We frequently hear critics argue that U.S. students can’t write well and that there is a “literacy crisis” in the U.S. What is the origin of these discourses? What do they have to do with immigration, national security, and economics? How does the notion that Americans can’t write drive the national push to test writing? Here we explore the history of writing and testing in the U.S., the “science” and technology of testing approaches, and how the rhetoric of assessment impacts the lives of Americans today.

Tuesday, January 25, 2011

Frederick Douglass

Image from Library of Congress
In  A Narrative of the Life of Frederick Douglass, an American Slave (1845), Frederick Douglass describes literacy events throughout his narrative. At one point in the narrative, for example, Douglass says that he read the Columbian Orator.
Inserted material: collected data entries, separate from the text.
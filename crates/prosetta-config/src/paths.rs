//! Data-directory layout.
//!
//! Single-file distributions extract to a fresh temporary directory on every
//! launch, so empty runtime directories are not guaranteed to exist.
//! [`Paths::ensure_dirs`] re-creates them on startup instead of assuming they
//! survived packaging.

use crate::ConfigError;
use std::fs;
use std::path::{Path, PathBuf};

/// Filesystem layout rooted at the Prosetta data directory.
#[derive(Debug, Clone)]
pub struct Paths {
    root: PathBuf,
    /// Directory holding the bundled web UI, if any.
    pub static_dir: Option<PathBuf>,
}

impl Paths {
    pub fn new(root: impl Into<PathBuf>) -> Self {
        Self {
            root: root.into(),
            static_dir: None,
        }
    }

    #[must_use]
    pub fn with_static_dir(mut self, dir: Option<PathBuf>) -> Self {
        self.static_dir = dir;
        self
    }

    #[inline]
    pub fn root(&self) -> &Path {
        &self.root
    }

    #[inline]
    pub fn uploads_dir(&self) -> PathBuf {
        self.root.join("uploads")
    }

    #[inline]
    pub fn translations_dir(&self) -> PathBuf {
        self.root.join("translations")
    }

    #[inline]
    pub fn logs_dir(&self) -> PathBuf {
        self.root.join("logs")
    }

    #[inline]
    pub fn store_dir(&self) -> PathBuf {
        self.root.join("store")
    }

    /// Create every writable runtime directory that is not guaranteed to exist.
    pub fn ensure_dirs(&self) -> Result<(), ConfigError> {
        for dir in [
            self.uploads_dir(),
            self.translations_dir(),
            self.logs_dir(),
            self.store_dir(),
        ] {
            fs::create_dir_all(&dir)?;
        }
        Ok(())
    }
}

#[cfg(test)]
mod tests {
    use super::*;

    #[test]
    fn ensure_dirs_creates_all_runtime_dirs() {
        let tmp = tempfile::tempdir().unwrap();
        let paths = Paths::new(tmp.path().join("data"));
        paths.ensure_dirs().unwrap();

        assert!(paths.uploads_dir().is_dir());
        assert!(paths.translations_dir().is_dir());
        assert!(paths.logs_dir().is_dir());
        assert!(paths.store_dir().is_dir());
    }

    #[test]
    fn ensure_dirs_is_idempotent() {
        let tmp = tempfile::tempdir().unwrap();
        let paths = Paths::new(tmp.path());
        paths.ensure_dirs().unwrap();
        paths.ensure_dirs().unwrap();
    }

    #[test]
    fn ensure_dirs_recreates_deleted_dirs() {
        let tmp = tempfile::tempdir().unwrap();
        let paths = Paths::new(tmp.path());
        paths.ensure_dirs().unwrap();
        fs::remove_dir_all(paths.uploads_dir()).unwrap();
        paths.ensure_dirs().unwrap();
        assert!(paths.uploads_dir().is_dir());
    }
}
He not only explains how he learned to read and write but also notes literacy in more subtle ways. For example, when he writes of slave songs: "The mere recurrence to those songs, even now, afflicts me; and while I am writing these lines, an expression of feeling has already found its way down my cheek" (p. 349). Here is a powerful linking of memory, emotion, body, song, and writing.


I call these instances examples of "explicit" literacy--e.g., the pen in the crack of his foot, Mrs. Auld's teaching, the street children and writing, and the title page self-authorship note. All of these are specific mentions of literacy in the narrative.
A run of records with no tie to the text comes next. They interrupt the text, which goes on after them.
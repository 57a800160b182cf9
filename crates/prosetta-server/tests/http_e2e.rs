//! End-to-end API tests against a real in-process server on a random port.
//!
//! The upstream Ollama endpoint points at an unreachable loopback port, so
//! accepted jobs fail fast; that exercises the full accept/run/fail path
//! without a live model.

use prosetta_server::TestServer;
use prosetta_store::{JobRecord, JobStatus};
use std::io::Read;
use std::time::{Duration, Instant};

fn start_server() -> (TestServer, tempfile::TempDir) {
    let dir = tempfile::tempdir().unwrap();
    let server = TestServer::start(dir.path().to_path_buf());
    (server, dir)
}

fn agent() -> ureq::Agent {
    ureq::Agent::config_builder()
        .http_status_as_error(false)
        .build()
        .into()
}

fn get(url: &str) -> (u16, serde_json::Value) {
    let resp = agent().get(url).call().unwrap();
    let status = resp.status().as_u16();
    let mut body = String::new();
    resp.into_body()
        .into_reader()
        .read_to_string(&mut body)
        .unwrap();
    let json = serde_json::from_str(&body).unwrap_or(serde_json::Value::Null);
    (status, json)
}

fn post_json(url: &str, body: &serde_json::Value) -> (u16, serde_json::Value) {
    let payload = body.to_string();
    let resp = agent()
        .post(url)
        .header("Content-Type", "application/json")
        .send(payload.as_bytes())
        .unwrap();
    let status = resp.status().as_u16();
    let mut text = String::new();
    resp.into_body()
        .into_reader()
        .read_to_string(&mut text)
        .unwrap();
    let json = serde_json::from_str(&text).unwrap_or(serde_json::Value::Null);
    (status, json)
}

fn translate_body() -> serde_json::Value {
    serde_json::json!({
        "filename": "book.txt",
        "text": "The old man walked slowly through the quiet village square, and he \
                 did not want to speak with anyone about the things he had seen.",
        "source_lang": "en",
        "target_lang": "es",
    })
}

#[test]
fn health_is_200_even_with_dead_upstream() {
    let (server, _dir) = start_server();
    let (status, body) = get(&format!("{}/health", server.url));
    assert_eq!(status, 200);
    assert_eq!(body["status"], "degraded");
    assert_eq!(body["ollama"], "disconnected");
    assert!(body["version"].is_string());
}

#[test]
fn languages_are_listed() {
    let (server, _dir) = start_server();
    let (status, body) = get(&format!("{}/api/languages", server.url));
    assert_eq!(status, 200);
    let langs = body["languages"].as_array().unwrap();
    assert!(langs.iter().any(|l| l["code"] == "es"));
}

#[test]
fn models_route_reports_upstream_failure() {
    let (server, _dir) = start_server();
    let (status, body) = get(&format!("{}/api/models", server.url));
    assert_eq!(status, 502);
    assert!(body["error"].is_string());
}

#[test]
fn translate_validates_the_request() {
    let (server, _dir) = start_server();
    let url = format!("{}/api/translate", server.url);

    let mut bad_ext = translate_body();
    bad_ext["filename"] = "book.pdf".into();
    assert_eq!(post_json(&url, &bad_ext).0, 400);

    let mut bad_lang = translate_body();
    bad_lang["target_lang"] = "tlh".into();
    assert_eq!(post_json(&url, &bad_lang).0, 400);

    let mut empty = translate_body();
    empty["text"] = "   ".into();
    assert_eq!(post_json(&url, &empty).0, 400);

    let mut bad_model = translate_body();
    bad_model["model"] = "rm -rf /".into();
    assert_eq!(post_json(&url, &bad_model).0, 400);
}

#[test]
fn accepted_job_runs_to_failure_against_dead_upstream() {
    let (server, _dir) = start_server();
    let (status, body) = post_json(&format!("{}/api/translate", server.url), &translate_body());
    assert_eq!(status, 202);
    let id = body["id"].as_str().unwrap().to_owned();
    assert_eq!(body["status"], "pending");

    let deadline = Instant::now() + Duration::from_secs(30);
    loop {
        let (status, job) = get(&format!("{}/api/translations/{id}", server.url));
        assert_eq!(status, 200);
        let state = job["status"].as_str().unwrap().to_owned();
        if state == "failed" {
            assert!(job["error_message"].is_string());
            break;
        }
        assert_ne!(state, "completed");
        assert!(Instant::now() < deadline, "job never reached a terminal state");
        std::thread::sleep(Duration::from_millis(50));
    }
}

#[test]
fn job_listing_and_stats_reflect_the_store() {
    let (server, _dir) = start_server();
    let record = JobRecord::new("book.txt", "en", "es", "m", "text".to_owned());
    server.state.jobs.create(&record).unwrap();
    server
        .state
        .jobs
        .mark_completed(&record.job_id, "texto", "book_es.txt", 1, 0.5)
        .unwrap();

    let (status, body) = get(&format!(
        "{}/api/translations?status=completed",
        server.url
    ));
    assert_eq!(status, 200);
    let items = body["translations"].as_array().unwrap();
    assert_eq!(items.len(), 1);
    assert_eq!(items[0]["short_id"], record.job_id.short());

    let (status, stats) = get(&format!("{}/api/translations/stats", server.url));
    assert_eq!(status, 200);
    assert_eq!(stats["total"], 1);
    assert_eq!(stats["by_status"]["completed"], 1);
}

#[test]
fn short_id_resolves_and_unknown_id_is_404() {
    let (server, _dir) = start_server();
    let record = JobRecord::new("book.txt", "en", "es", "m", "text".to_owned());
    server.state.jobs.create(&record).unwrap();

    let (status, body) = get(&format!(
        "{}/api/translations/{}",
        server.url,
        record.job_id.short()
    ));
    assert_eq!(status, 200);
    assert_eq!(body["id"], record.job_id.as_str());

    let (status, _) = get(&format!("{}/api/translations/ffffffffffff", server.url));
    assert_eq!(status, 404);
}

#[test]
fn cancelling_a_finished_job_conflicts() {
    let (server, _dir) = start_server();
    let record = JobRecord::new("book.txt", "en", "es", "m", "text".to_owned());
    server.state.jobs.create(&record).unwrap();
    server
        .state
        .jobs
        .mark_completed(&record.job_id, "texto", "book_es.txt", 1, 0.5)
        .unwrap();

    let resp = agent()
        .delete(format!(
            "{}/api/translations/{}",
            server.url,
            record.job_id.short()
        ))
        .call()
        .unwrap();
    assert_eq!(resp.status().as_u16(), 409);
}

#[test]
fn pending_job_can_be_cancelled() {
    let (server, _dir) = start_server();
    let record = JobRecord::new("book.txt", "en", "es", "m", "text".to_owned());
    server.state.jobs.create(&record).unwrap();

    let resp = agent()
        .delete(format!(
            "{}/api/translations/{}",
            server.url,
            record.job_id.as_str()
        ))
        .call()
        .unwrap();
    assert_eq!(resp.status().as_u16(), 200);

    let stored = server.state.jobs.get(&record.job_id).unwrap();
    assert_eq!(stored.status, JobStatus::Cancelled);
}

#[test]
fn download_serves_completed_translation() {
    let (server, dir) = start_server();
    let record = JobRecord::new("book.txt", "en", "es", "m", "text".to_owned());
    server.state.jobs.create(&record).unwrap();
    std::fs::write(dir.path().join("translations").join("book_es.txt"), "Hola").unwrap();
    server
        .state
        .jobs
        .mark_completed(&record.job_id, "Hola", "book_es.txt", 1, 0.5)
        .unwrap();

    let resp = agent()
        .get(format!(
            "{}/api/download/{}",
            server.url,
            record.job_id.short()
        ))
        .call()
        .unwrap();
    assert_eq!(resp.status().as_u16(), 200);
    let disposition = resp
        .headers()
        .get("Content-Disposition")
        .unwrap()
        .to_str()
        .unwrap()
        .to_owned();
    assert!(disposition.contains("book_es.txt"));
    let mut body = String::new();
    resp.into_body()
        .into_reader()
        .read_to_string(&mut body)
        .unwrap();
    assert_eq!(body, "Hola");
}

#[test]
fn download_of_unfinished_job_conflicts() {
    let (server, _dir) = start_server();
    let record = JobRecord::new("book.txt", "en", "es", "m", "text".to_owned());
    server.state.jobs.create(&record).unwrap();

    let (status, _) = get(&format!(
        "{}/api/download/{}",
        server.url,
        record.job_id.as_str()
    ));
    assert_eq!(status, 409);
}

#[test]
fn cache_stats_and_clear() {
    let (server, _dir) = start_server();
    let (status, body) = get(&format!("{}/api/cache/stats", server.url));
    assert_eq!(status, 200);
    assert_eq!(body["total_entries"], 0);

    let (status, body) = post_json(
        &format!("{}/api/cache/clear", server.url),
        &serde_json::Value::Null,
    );
    assert_eq!(status, 200);
    assert_eq!(body["removed"], 0);
}

#[test]
fn api_key_gates_mutating_routes() {
    let dir = tempfile::tempdir().unwrap();
    let server = TestServer::start_with(dir.path().to_path_buf(), &|key| match key {
        "PROSETTA_API_KEY" => Some("sekrit".to_owned()),
        _ => None,
    });

    // Reads and health stay open.
    assert_eq!(get(&format!("{}/health", server.url)).0, 200);
    assert_eq!(get(&format!("{}/api/translations", server.url)).0, 200);

    let url = format!("{}/api/translate", server.url);
    let (status, _) = post_json(&url, &translate_body());
    assert_eq!(status, 401);

    let resp = agent()
        .post(&url)
        .header("Content-Type", "application/json")
        .header("X-API-Key", "sekrit")
        .send(translate_body().to_string().as_bytes())
        .unwrap();
    assert_eq!(resp.status().as_u16(), 202);
}

#[test]
fn unknown_routes_are_404() {
    let (server, _dir) = start_server();
    assert_eq!(get(&format!("{}/api/nonsense", server.url)).0, 404);
    // No static dir configured, so the UI root is absent too.
    assert_eq!(get(&format!("{}/", server.url)).0, 404);
}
Douglass also uses "implicit" literacy throughout his narrative via literary devices--chiasmus, metaphor, dialog, narrative structure, and intertextuality. By looking at these literary devices, we see the profound writing abilities of Douglass. In the end, Douglass both tells and shows his literacy abilities.


My Bondage and My Freedom is available from the University of Virginia Library. Life and Times of Frederick Douglass is available from the University of North Carolina. The Library of Congress has a useful collection of Frederick Douglass materials.


Note: It was not initially illegal to teach slaves to read and write in the South. After 1740 and the Stono Rebellion, states such as South Carolina enacted laws limiting literacy. By 1830, Southern states such as Alabama (1833) passed the anti-literacy laws that we think of today when we think of prohibitions on slave reading and writing. PBS provides a useful timeline of laws related to slavery in the U.S.